After you park the car and trudge up the rise to take a closer look, you find out why believing is not always seeing. The real Stonehenge resides in Wiltshire, England, and dates to around 3200 BC. Its stones probably don’t creak and sway with the wind like these do.
Foamhenge, a full-sized replica of one of the oldest manmade prehistoric sites in the world, has captured the imagination of thousands of astonished travelers since local artist and entrepreneur Mark Cline erected it out of molded Styrofoam a few years back. The man the Lynchburg News called “the poor man’s Disney” says he constantly thinks about new ways to thrill people. “If they’ve got a mouth, they can smile, and that’s my goal: to make them smile.”
Cline, who normally works in molded fiberglass, is at the ’henge today to check on the progress of a spray-paint restoration of the Styro boulders. A sign urges, “Please be gentle. It is foam, not stone,” but several kids have clearly had their fun here. “I don’t believe the original Stonehenge had ‘yo mama’ inscribed in it,” he quips.
After recent media appearances (including a Washington Post feature and Today show plug), word is out about the inspired renaissance man who set up shop in the scenic Natural Bridge area more than a quarter-century ago and transformed this sleepy tourist trap into a homeplace for fright museums, dinosaurs and other roadside fun. As he walks around Foamhenge on a drizzly May afternoon—perfectly British weather—several travelers stop to gawk. “Are you Mark Cline?” one lady from Richmond asks. “I saw you on television.”

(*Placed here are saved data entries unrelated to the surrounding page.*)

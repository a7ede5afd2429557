//! Rule-based water estimation and rainfall adjustment.
//!
//! Both functions are pure and total: they never fail for finite input and
//! never return a negative volume.  The fallback estimate keeps the system
//! irrigating when the learned predictor or the forecast is down.

use crate::crop::CropProfile;
use crate::sensor::SensorReading;

/// Extra litres when the air is hotter than the crop tolerates.
const HEAT_BONUS: f64 = 5.0;
/// Litres removed per humidity point above 50%.
const HUMIDITY_FACTOR: f64 = 0.1;
/// Rain sensor percentage above which the ground counts as wet.
const RAIN_SENSOR_WET: f64 = 50.0;
const RAIN_SENSOR_PENALTY: f64 = 10.0;

/// 24h rainfall (mm) above which imminent rain offsets the need.
const IMMINENT_RAIN_MM: f64 = 5.0;
/// Share of forecast rain assumed to reach the root zone.
const RAIN_EFFECTIVENESS: f64 = 0.5;
/// 72h rainfall (mm) below which the outlook counts as dry.
const DRY_OUTLOOK_MM: f64 = 5.0;
const DRY_OUTLOOK_BUFFER: f64 = 5.0;

/// Deterministic water need from sensor readings alone.
pub fn fallback_need(reading: &SensorReading, profile: &CropProfile) -> f64 {
    let mut need = (profile.ideal_moisture - reading.soil_moisture) * profile.water_per_percent;
    if reading.temperature > profile.max_temp {
        need += HEAT_BONUS;
    }
    need -= (reading.humidity - 50.0) * HUMIDITY_FACTOR;
    if reading.rain_sensor > RAIN_SENSOR_WET {
        need -= RAIN_SENSOR_PENALTY;
    }
    need.max(0.0)
}

/// Offset the need by forecast rain and clamp to the crop's single-cycle limit.
///
/// The two adjustments are independent; both may apply in one call.
pub fn adjust_for_rainfall(
    need: f64,
    rainfall_24h: f64,
    rainfall_72h: f64,
    profile: &CropProfile,
) -> f64 {
    let mut need = need;
    if rainfall_24h > IMMINENT_RAIN_MM {
        need -= rainfall_24h * RAIN_EFFECTIVENESS;
    }
    if rainfall_72h < DRY_OUTLOOK_MM {
        need += DRY_OUTLOOK_BUFFER;
    }
    clamp_volume(need, profile)
}

/// Restrict a volume to `[0, profile.max_water]`.  NaN maps to zero.
pub fn clamp_volume(volume: f64, profile: &CropProfile) -> f64 {
    if volume.is_nan() {
        return 0.0;
    }
    volume.clamp(0.0, profile.max_water)
}

#[cfg(test)]
mod tests {
    use super::*;
    use crate::crop::{RICE, WHEAT};
    use proptest::prelude::*;

    fn reading(sm: f64, t: f64, h: f64, rs: f64) -> SensorReading {
        SensorReading {
            soil_moisture: sm,
            temperature: t,
            humidity: h,
            rain_sensor: rs,
        }
    }

    // -- fallback_need ----------------------------------------------------

    #[test]
    fn fallback_wheat_moderate_deficit() {
        // (60 - 50) * 0.6 = 6, no other adjustment fires
        let need = fallback_need(&reading(50.0, 30.0, 50.0, 0.0), &WHEAT);
        assert!((need - 6.0).abs() < 1e-9);
    }

    #[test]
    fn fallback_heat_adds_five() {
        let need = fallback_need(&reading(50.0, 36.0, 50.0, 0.0), &WHEAT);
        assert!((need - 11.0).abs() < 1e-9);
    }

    #[test]
    fn fallback_humidity_reduces() {
        // 6 - (70 - 50) * 0.1 = 4
        let need = fallback_need(&reading(50.0, 30.0, 70.0, 0.0), &WHEAT);
        assert!((need - 4.0).abs() < 1e-9);
    }

    #[test]
    fn fallback_dry_air_increases() {
        // 6 - (30 - 50) * 0.1 = 8
        let need = fallback_need(&reading(50.0, 30.0, 30.0, 0.0), &WHEAT);
        assert!((need - 8.0).abs() < 1e-9);
    }

    #[test]
    fn fallback_wet_rain_sensor_reduces() {
        // rice: (80 - 50) * 0.8 = 24, minus 10
        let need = fallback_need(&reading(50.0, 30.0, 50.0, 80.0), &RICE);
        assert!((need - 14.0).abs() < 1e-9);
    }

    #[test]
    fn fallback_rain_sensor_at_threshold_does_not_reduce() {
        let need = fallback_need(&reading(50.0, 30.0, 50.0, 50.0), &WHEAT);
        assert!((need - 6.0).abs() < 1e-9);
    }

    #[test]
    fn fallback_saturated_soil_is_zero() {
        assert_eq!(fallback_need(&reading(95.0, 20.0, 90.0, 90.0), &WHEAT), 0.0);
    }

    // -- adjust_for_rainfall ----------------------------------------------

    #[test]
    fn adjust_both_rules_fire() {
        // 10 - 6 * 0.5 + 5 = 12
        let v = adjust_for_rainfall(10.0, 6.0, 2.0, &WHEAT);
        assert!((v - 12.0).abs() < 1e-9);
    }

    #[test]
    fn adjust_dry_outlook_only() {
        let v = adjust_for_rainfall(6.0, 0.0, 0.0, &WHEAT);
        assert!((v - 11.0).abs() < 1e-9);
    }

    #[test]
    fn adjust_wet_outlook_no_change() {
        let v = adjust_for_rainfall(6.0, 5.0, 20.0, &WHEAT);
        assert!((v - 6.0).abs() < 1e-9);
    }

    #[test]
    fn adjust_heavy_rain_floors_at_zero() {
        assert_eq!(adjust_for_rainfall(6.0, 40.0, 60.0, &WHEAT), 0.0);
    }

    #[test]
    fn adjust_caps_at_max_water() {
        assert_eq!(adjust_for_rainfall(500.0, 0.0, 0.0, &WHEAT), WHEAT.max_water);
    }

    #[test]
    fn clamp_nan_is_zero() {
        assert_eq!(clamp_volume(f64::NAN, &WHEAT), 0.0);
    }

    #[test]
    fn clamp_infinity_is_max() {
        assert_eq!(clamp_volume(f64::INFINITY, &RICE), RICE.max_water);
    }

    // -- properties -------------------------------------------------------

    proptest! {
        #[test]
        fn fallback_is_total_and_non_negative(
            sm in -1e6f64..1e6,
            t in -1e6f64..1e6,
            h in -1e6f64..1e6,
            rs in -1e6f64..1e6,
        ) {
            let need = fallback_need(&reading(sm, t, h, rs), &WHEAT);
            prop_assert!(need.is_finite());
            prop_assert!(need >= 0.0);
        }

        #[test]
        fn final_volume_within_crop_bounds(
            sm in 0f64..=100.0,
            t in -10f64..=50.0,
            h in 10f64..=100.0,
            rs in 0f64..=100.0,
            r24 in 0f64..200.0,
            r72 in 0f64..400.0,
            rice in proptest::bool::ANY,
        ) {
            let profile = if rice { RICE } else { WHEAT };
            let need = fallback_need(&reading(sm, t, h, rs), &profile);
            let v = adjust_for_rainfall(need, r24, r72, &profile);
            prop_assert!(v >= 0.0);
            prop_assert!(v <= profile.max_water);
        }

        #[test]
        fn adjust_bounds_any_need(need in proptest::num::f64::ANY, r24 in 0f64..100.0, r72 in 0f64..100.0) {
            let v = adjust_for_rainfall(need, r24, r72, &WHEAT);
            prop_assert!((0.0..=WHEAT.max_water).contains(&v));
        }
    }
}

A wiry and over-caffeinated melding of Indiana Jones and Mork from Ork, Cline, 46, is never hard to spot, decked out in his trademark jungle hat and multicolored suspenders. “I might as well have married Kenny Chesney,” his wife Sherry laments. “People are just drawn to him, everywhere we go. We can’t eat in peace at restaurants.” He’s also the one constantly thinking out loud. Ken Smith of RoadsideAmerica.com calls Cline—always on the move with various projects, assignments and pranks—“a vortex of creative chaos.”
Thanks to the Natural Bridge Hotel, which donated land and maintenance, Cline’s Stonehenge replica is open to the public every day, free of charge. “Years ago, I walked into Insulated Building Systems in Staunton, where I get a lot of my material,” he says to a young Harrisonburg couple who have stopped to look. “And there were these huge blocks just sitting there, and it suddenly came to me: Foamhenge.”
Kitschy? You bet. Stirring? No doubt. Either way, it seems oddly fitting that a polystyrene knockoff of the earliest flashes of man’s ingenuity would rest just a few miles from a limestone archway considered one of the seven natural wonders of the modern world.
“The druids took, what, 1,500 years to make theirs,” smiles Mark Cline. “I made this in 10 days.”
A few miles away on Route 11, Cline’s Enchanted Castle Studio also stops traffic.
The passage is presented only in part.